Try it:
This exercise asks for every record to be output again exactly.

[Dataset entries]
- Opening Delimiter -
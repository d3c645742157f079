//! # 分析组合层
//!
//! 这个 crate 把依赖注入静态分析核心组装成可直接运行的分析宿主，
//! 负责核心之外的全部 I/O：清单加载、设置加载和日志初始化。
//!
//! ## 主要功能
//!
//! - **分析宿主构建器**: 使用构建者模式收集清单来源、设置和日志配置
//! - **类型目录来源**: 从 JSON/TOML 清单文件或内存声明加载组件
//! - **设置加载**: 设置文件与 `DIPLAN__*` 环境变量分层合并
//! - **分析报告**: 诊断、构造函数计划、注册计划和摘要，可渲染为 JSON
//!
//! ## 基本使用
//!
//! ```rust,no_run
//! use infrastructure_composition::{AnalysisBuilder, LoggingConfig};
//!
//! #[tokio::main]
//! async fn main() -> Result<(), Box<dyn std::error::Error>> {
//!     let host = AnalysisBuilder::new()
//!         .add_manifest("components.toml")?
//!         .with_logging(LoggingConfig::development())
//!         .build()
//!         .await?;
//!
//!     let report = host.run().await?;
//!     println!("{}", report.to_json_pretty()?);
//!
//!     Ok(())
//! }
//! ```

pub mod builder;
pub mod catalog_sources;
pub mod host;
pub mod settings;


// 重新导出主要类型
pub use builder::{AnalysisBuilder, LoggingConfig};
pub use catalog_sources::{
    load_catalog, CatalogManifest, CatalogSource, FileCatalogSource, InlineCatalogSource, ManifestFormat,
};
pub use host::{AnalysisHost, AnalysisReport, ReportSummary};
pub use settings::{SettingsLoader, DEFAULT_ENV_PREFIX};

// 重新导出错误类型
pub use infrastructure_common::InfrastructureError;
- Closing Delimiter -
Exercise response:
repository d3c645742157f079
//! # 分析组合层
//!
//! 这个 crate 把依赖注入静态分析核心组装成可直接运行的分析宿主，
//! 负责核心之外的全部 I/O：清单加载、设置加载和日志初始化。
//!
//! ## 主要功能
//!
//! - **分析宿主构建器**: 使用构建者模式收集清单来源、设置和日志配置
//! - **类型目录来源**: 从 JSON/TOML 清单文件或内存声明加载组件
//! - **设置加载**: 设置文件与 `DIPLAN__*` 环境变量分层合并
//! - **分析报告**: 诊断、构造函数计划、注册计划和摘要，可渲染为 JSON
//!
//! ## 基本使用
//!
//! ```rust,no_run
//! use infrastructure_composition::{AnalysisBuilder, LoggingConfig};
//!
//! #[tokio::main]
//! async fn main() -> Result<(), Box<dyn std::error::Error>> {
//!     let host = AnalysisBuilder::new()
//!         .add_manifest("components.toml")?
//!         .with_logging(LoggingConfig::development())
//!         .build()
//!         .await?;
//!
//!     let report = host.run().await?;
//!     println!("{}", report.to_json_pretty()?);
//!
//!     Ok(())
//! }
//! ```

pub mod builder;
pub mod catalog_sources;
pub mod host;
pub mod settings;


// 重新导出主要类型
pub use builder::{AnalysisBuilder, LoggingConfig};
pub use catalog_sources::{
    load_catalog, CatalogManifest, CatalogSource, FileCatalogSource, InlineCatalogSource, ManifestFormat,
};
pub use host::{AnalysisHost, AnalysisReport, ReportSummary};
pub use settings::{SettingsLoader, DEFAULT_ENV_PREFIX};

// 重新导出错误类型
pub use infrastructure_common::InfrastructureError;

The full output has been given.